Faisal Rafiq is a seasoned Quantitative Modeller at Data Drill, bringing over 18 years of extensive experience in the banking sector, particularly within the Credit Risk division. His analytical prowess and client-focused approach have made him a pivotal figure in the data and analytics industry. At Data Drill, Faisal specializes in developing sophisticated predictive models that empower clients to make informed decisions and optimize their strategies.

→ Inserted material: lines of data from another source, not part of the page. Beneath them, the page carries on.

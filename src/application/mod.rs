//! Application layer: reconciliation of processor notifications and the
//! checkout-side gateway calls.
//!
//! Both paths serialize on the same per-order lock ([`locks::OrderLocks`]), so
//! a notification and a checkout request never interleave on one order.

pub mod checkout;
pub mod engine;
pub mod locks;
pub mod replayer;
pub mod service;
use std::collections::HashMap;
use std::sync::Arc;
use tokio::sync::{Mutex, OwnedMutexGuard};
use tracing::trace;

/// Registry size above which idle entries are dropped on the next acquire.
const PRUNE_THRESHOLD: usize = 1024;

/// Exclusive locks scoped to an order.
///
/// Everything that reads an order's payments in order to change them holds
/// the order's lock. Different orders never contend.
#[derive(Default, Clone)]
pub struct OrderLocks {
    registry: Arc<Mutex<HashMap<String, Arc<Mutex<()>>>>>,
}

/// Held lock on one order, released when dropped.
pub struct OrderGuard {
    order_number: String,
    _guard: OwnedMutexGuard<()>,
}

impl OrderGuard {
    pub fn order_number(&self) -> &str {
        &self.order_number
    }
}

impl Drop for OrderGuard {
    fn drop(&mut self) {
        trace!(order = %self.order_number, "order lock released");
    }
}

impl OrderLocks {
    pub fn new() -> Self {
        Self::default()
    }

    pub async fn acquire(&self, order_number: &str) -> OrderGuard {
        let lock = {
            let mut registry = self.registry.lock().await;
            if registry.len() > PRUNE_THRESHOLD {
                registry.retain(|_, lock| Arc::strong_count(lock) > 1);
            }
            registry
                .entry(order_number.to_string())
                .or_default()
                .clone()
        };
        let guard = lock.lock_owned().await;
        trace!(order = %order_number, "order lock acquired");
        OrderGuard {
            order_number: order_number.to_string(),
            _guard: guard,
        }
    }
}
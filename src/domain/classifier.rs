use super::notification::{EventCode, Notification};

#[derive(Debug, Clone, Copy, PartialEq, Eq)]
pub enum Modification {
    Capture,
    CancelOrRefund,
    Refund,
}

#[derive(Debug, Clone, Copy, PartialEq, Eq)]
pub enum Category {
    Failure,
    ModificationEvent(Modification),
    /// Authorisation outcome. `auto_captured` is set when the processor
    /// captured the funds as part of the authorisation.
    NormalEvent { auto_captured: bool },
    Unhandled,
}

/// Maps a notification to the category that decides its effect on a payment.
///
/// A failed event is a failure whatever its event code.
pub fn classify(notification: &Notification) -> Category {
    if !notification.success {
        return Category::Failure;
    }
    match notification.event_code {
        EventCode::Capture => Category::ModificationEvent(Modification::Capture),
        EventCode::CancelOrRefund => Category::ModificationEvent(Modification::CancelOrRefund),
        EventCode::Refund => Category::ModificationEvent(Modification::Refund),
        EventCode::Authorisation => Category::NormalEvent {
            auto_captured: notification.is_auto_captured(),
        },
        EventCode::Other(_) => Category::Unhandled,
    }
}
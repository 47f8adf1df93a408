use clap::Parser;
use miette::{IntoDiagnostic, Result};
use psp_reconciler::application::locks::OrderLocks;
use psp_reconciler::application::service::NotificationService;
use psp_reconciler::config::{EnvOverrides, GatewayConfig, Preferences};
use psp_reconciler::domain::ports::StoreHandle;
use psp_reconciler::infrastructure::in_memory::InMemoryStore;
use psp_reconciler::interfaces::csv::payment_writer::PaymentWriter;
use psp_reconciler::interfaces::json::notification_reader::NotificationReader;
use psp_reconciler::interfaces::json::order_loader::load_orders;
use psp_reconciler::logging::init_tracing;
use std::fs::File;
use std::io;
use std::path::PathBuf;
use std::sync::Arc;
use tracing::{error, info};

/// Reconciles a dump of processor notifications against the known orders and
/// prints the resulting payment states as CSV.
#[derive(Parser)]
#[command(author, version, about, long_about = None)]
struct Cli {
    /// Notification deliveries, one JSON document per line
    input: PathBuf,

    /// Orders known before the first delivery (JSON array)
    #[arg(long)]
    orders: Option<PathBuf>,

    /// Payment method preferences (JSON). `PSP_*` environment variables
    /// override individual settings.
    #[arg(long)]
    config: Option<PathBuf>,

    /// Path to a persistent database. If provided, uses RocksDB.
    #[cfg(feature = "storage-rocksdb")]
    #[arg(long)]
    db_path: Option<PathBuf>,

    /// Replay every payment's outstanding notifications after the input is consumed
    #[arg(long)]
    replay: bool,
}

#[cfg(feature = "storage-rocksdb")]
fn open_store(cli: &Cli) -> Result<StoreHandle> {
    use psp_reconciler::infrastructure::rocksdb::RocksDBStore;
    Ok(match &cli.db_path {
        Some(path) => Arc::new(RocksDBStore::open(path).into_diagnostic()?),
        None => Arc::new(InMemoryStore::new()),
    })
}

#[cfg(not(feature = "storage-rocksdb"))]
fn open_store(_cli: &Cli) -> Result<StoreHandle> {
    Ok(Arc::new(InMemoryStore::new()))
}

#[tokio::main]
async fn main() -> Result<()> {
    init_tracing();
    let cli = Cli::parse();

    let preferences = match &cli.config {
        Some(path) => Preferences::load(path).into_diagnostic()?,
        None => Preferences::default(),
    };
    let config =
        GatewayConfig::resolve(&preferences, &EnvOverrides::from_env()).into_diagnostic()?;
    info!(environment = ?config.environment, "configuration resolved");

    let store = open_store(&cli)?;
    if let Some(path) = &cli.orders {
        let orders = load_orders(File::open(path).into_diagnostic()?).into_diagnostic()?;
        for order in orders {
            // A persistent store keeps what earlier runs reconciled.
            if store.load_order(&order.number).await.into_diagnostic()?.is_none() {
                store.store_order(order).await.into_diagnostic()?;
            }
        }
    }

    let service = NotificationService::new(store.clone(), OrderLocks::new(), &config);
    let file = File::open(&cli.input).into_diagnostic()?;
    for event in NotificationReader::new(file).events() {
        match event {
            Ok(event) => {
                service.acknowledge(event).await;
            }
            Err(e) => error!(error = %e, "unreadable notification"),
        }
    }

    if cli.replay {
        for order in store.all_orders().await.into_diagnostic()? {
            for payment in &order.payments {
                service
                    .replayer()
                    .replay_outstanding(payment)
                    .await
                    .into_diagnostic()?;
            }
        }
    }

    let orders = store.all_orders().await.into_diagnostic()?;
    let stdout = io::stdout();
    let mut writer = PaymentWriter::new(stdout.lock());
    writer.write_orders(&orders).into_diagnostic()?;

    Ok(())
}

One of his key projects involves Marketing Mix Modelling (MMM), where he has successfully developed multivariate regression models to assess the impact of various marketing campaigns on sales performance. This initiative not only provided valuable insights into the effectiveness of marketing strategies but also enabled clients to allocate resources more efficiently, maximizing their return on investment.
In addition to MMM, Faisal has made significant contributions to Collections Modelling and Contact Strategy. By creating bespoke models, he has helped large businesses identify high-risk customers, enabling them to implement targeted interventions that reduce the likelihood of missed payments. His expertise in IFRS9 Modelling and customer insight further enhances his ability to deliver tailored solutions that meet the unique needs of each client.
Faisal's skill set is complemented by his proficiency in econometrics, statistical modeling, and predictive analytics, along with a strong command of Visual Basic for Applications (VBA). His commitment to leveraging data-driven insights to drive business success positions him as a trusted advisor in the ever-evolving landscape of finance and analytics. Through his work at Data Drill, Faisal continues to set benchmarks for excellence in quantitative modeling and strategic decision-making.